С тех пор ее жизнь, разделенная между воспоминаниями прошлого и деятельностью игуменской, потекла ровно и однообразно. Мирно жилось матери Мелании среди обширной семьи сестер, и их любовь согревала ее сердце и привязывала ее все теснее к обители. Но замечательно, что под своей камилавкой и монашеской мантией она сохранила до конца жизни тип одинаково симпатичный и в молодой женщине и в старухе. Когда она покидала на время монастырь, чтобы явиться ко двору или в аристократическую гостиную, где встречала давно знакомые лица, то пленяла всех, как и в прежние годы, своей блестящей речью и изяществом своих приемов. Она была когда-то слишком тесно связана с заботами и вопросами, волнующими общество, чтобы сделаться им чуждой, и пользовалась всегда с удовольствием редкой возможностью удовлетворить те умственные способности, которые не находили пищи в стенах ее обители.
Одно из ее путешествий в Петербург памятно крестьянам деревни Семеновской.
"Дорога-то была просто бедовая, - рассказывал мне мужичок, - сугроб на сугробе, а уж у нас, как есть, проезда нет никакого. Матушкин шестерик как к нам выехал, тут и засел с возком. Мы все сбежались; а она, родимая, опустила стекло и говорит:
- Помогите, детушки, вытащите возок, а я бы в ваших санях на дорогу выехала.
- Сбыточное ли, - говорим, - дело, голубушка наша, кормилица наша, чтоб мы тебя до-пустили в наши сани пересесть? Уж ты дай нам только волю, мы все справим.
Побежали, кто за лопатой, кто за веревками, - ведь всякому тоже лестно было ей послужить, - и живо принялись мы за дело. Отложили лошадей, дорогу кое-где расчистили, вытащили возок, да сами в него впряглись и вывезли ее на себе, мою матушку, уж что она там ни говорила. А как заложили опять лошадей, и отъехала она, так долго мы тут стояли да крестились, и Бога молили, чтобы дал Он ей путь-дороженьку"

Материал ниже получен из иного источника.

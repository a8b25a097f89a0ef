//! Static topology: the immutable point/line graph of the track network.
//!
//! Loaded once at session start from two sequential `MAP` fetches
//! (STATIC metadata, then COORDINATES), cross-linked by id, and never
//! mutated again, so later reads need no locking. Points and lines live
//! in id-keyed arenas and refer to each other by id only.

use std::collections::HashMap;

use observer_shared::{
    error::{ConsistencyError, DecodeError, LoadError},
    json,
    net::{self, Transport},
    proto::Layer,
};
use serde_json::Value;
use tracing::info;

pub type PointId = u32;
pub type LineId = u32;

/// A node of the track graph.
#[derive(Debug, Clone)]
pub struct Point {
    pub idx: PointId,
    /// Id of the post sitting on this point; 0 when the point is bare.
    pub post_idx: u32,
    /// Grid position, filled in by the coordinates fetch.
    pub pos: (i32, i32),
    /// Ids of the lines incident on this point.
    pub lines: Vec<LineId>,
}

/// An edge of the track graph.
#[derive(Debug, Clone)]
pub struct Line {
    pub idx: LineId,
    pub length: u32,
    pub points: [PointId; 2],
}

/// The loaded track network.
#[derive(Debug)]
pub struct Topology {
    pub idx: u32,
    pub name: String,
    /// World extent in grid units.
    pub size: (u32, u32),
    points: HashMap<PointId, Point>,
    lines: HashMap<LineId, Line>,
    post_points: HashMap<u32, PointId>,
}

impl Topology {
    /// Fetches and decodes the static layers. Any failure leaves no
    /// partial topology behind.
    pub async fn load<T: Transport + ?Sized>(transport: &mut T) -> Result<Self, LoadError> {
        let static_body = net::request_layer(transport, Layer::Static).await?;
        let idx = json::get::<u32>(&static_body, "idx")?;
        let name = json::get::<String>(&static_body, "name")?;
        let lines = decode_lines(&static_body)?;
        let mut points = decode_points(&static_body)?;

        let coords_body = net::request_layer(transport, Layer::Coordinates).await?;
        let coords_idx = json::get::<u32>(&coords_body, "idx")?;
        if coords_idx != idx {
            return Err(ConsistencyError::MapIndexMismatch {
                static_idx: idx,
                coordinates_idx: coords_idx,
            }
            .into());
        }
        let size = apply_coordinates(&coords_body, &mut points)?;

        link_lines(&lines, &mut points)?;

        let post_points = points
            .values()
            .filter(|p| p.post_idx != 0)
            .map(|p| (p.post_idx, p.idx))
            .collect();

        info!(
            map = %name,
            points = points.len(),
            lines = lines.len(),
            "static topology loaded"
        );

        Ok(Self {
            idx,
            name,
            size,
            points,
            lines,
            post_points,
        })
    }

    pub fn point(&self, idx: PointId) -> Option<&Point> {
        self.points.get(&idx)
    }

    pub fn line(&self, idx: LineId) -> Option<&Line> {
        self.lines.get(&idx)
    }

    /// The point a post sits on, if the topology knows the post.
    pub fn point_for_post(&self, post_idx: u32) -> Option<&Point> {
        self.post_points
            .get(&post_idx)
            .and_then(|idx| self.points.get(idx))
    }

    /// A line together with its two endpoints. `None` only for ids the
    /// topology never loaded; loaded lines always resolve.
    pub fn endpoints_of(&self, line_idx: LineId) -> Option<(&Line, &Point, &Point)> {
        let line = self.lines.get(&line_idx)?;
        let a = self.points.get(&line.points[0])?;
        let b = self.points.get(&line.points[1])?;
        Some((line, a, b))
    }

    pub fn points(&self) -> impl Iterator<Item = &Point> {
        self.points.values()
    }

    pub fn lines(&self) -> impl Iterator<Item = &Line> {
        self.lines.values()
    }
}

fn decode_lines(body: &Value) -> Result<HashMap<LineId, Line>, DecodeError> {
    let values = json::get_array(body, "lines")?;
    if values.is_empty() {
        return Err(DecodeError::BadField {
            field: "lines",
            detail: "map has no lines".to_string(),
        });
    }

    let mut lines = HashMap::with_capacity(values.len());
    for value in values {
        let idx = json::get::<u32>(value, "idx")?;
        let length = json::get::<u32>(value, "length")?;
        let points = json::get::<Vec<u32>>(value, "points")?;
        let [a, b] = points[..] else {
            return Err(DecodeError::BadField {
                field: "points",
                detail: format!("line {idx} has {} endpoints, expected 2", points.len()),
            });
        };
        lines.insert(
            idx,
            Line {
                idx,
                length,
                points: [a, b],
            },
        );
    }
    Ok(lines)
}

fn decode_points(body: &Value) -> Result<HashMap<PointId, Point>, DecodeError> {
    let values = json::get_array(body, "points")?;
    if values.is_empty() {
        return Err(DecodeError::BadField {
            field: "points",
            detail: "map has no points".to_string(),
        });
    }

    let mut points = HashMap::with_capacity(values.len());
    for value in values {
        let idx = json::get::<u32>(value, "idx")?;
        let post_idx = json::get::<u32>(value, "post_idx")?;
        points.insert(
            idx,
            Point {
                idx,
                post_idx,
                pos: (0, 0),
                lines: Vec::new(),
            },
        );
    }
    Ok(points)
}

fn apply_coordinates(
    body: &Value,
    points: &mut HashMap<PointId, Point>,
) -> Result<(u32, u32), LoadError> {
    let values = json::get_array(body, "coordinates")?;
    if values.len() != points.len() {
        return Err(ConsistencyError::CoordinateCount {
            points: points.len(),
            coordinates: values.len(),
        }
        .into());
    }

    for value in values {
        let idx = json::get::<u32>(value, "idx")?;
        let x = json::get::<i32>(value, "x")?;
        let y = json::get::<i32>(value, "y")?;
        let point = points
            .get_mut(&idx)
            .ok_or(ConsistencyError::UnknownCoordinatePoint { point: idx })?;
        point.pos = (x, y);
    }

    let size = json::get::<[u32; 2]>(body, "size")?;
    Ok((size[0], size[1]))
}

/// Records each line in both endpoints' incidence lists, failing if an
/// endpoint id does not resolve.
fn link_lines(
    lines: &HashMap<LineId, Line>,
    points: &mut HashMap<PointId, Point>,
) -> Result<(), ConsistencyError> {
    for line in lines.values() {
        for endpoint in line.points {
            let point =
                points
                    .get_mut(&endpoint)
                    .ok_or(ConsistencyError::UnknownPoint {
                        line: line.idx,
                        point: endpoint,
                    })?;
            point.lines.push(line.idx);
        }
    }
    Ok(())
}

Не даром внушала матушка Мелания такую привязанность. В минуту вспыльчивости она могла сказать много лишнего, но старалась немедленно это загладить. И никогда не оскорбляла она хладнокровно кого бы то ни было. Несмотря на все свои усилия, она не могла преодолеть в себе брезгливость, за которую ее бранили еще в молодости. Но эту слабость она старалась подавить в присутствии людей, которых могла оскорбить. Если являлись к ней больные за медицинским пособием, она принуждала себя смотреть на отвратительные раны или заставляла крестьянку развязывать при ней грязные пеленки, чтобы взглянуть на сыпь, от которой страдал ребенок. "Ведь вот какая я негодная, - укоряла себя мать Мелания, - они, бедные, обращаются ко мне от доброго сердца, и как любят меня, а я смею ими брезговать!"
"Иной раз, - рассказывают монахини, - мы видим, что матушке невтерпеж, а доказать не смеем, знаем, что она за это гневаться будет, скажет:
- За что ты бедного человека обидела?"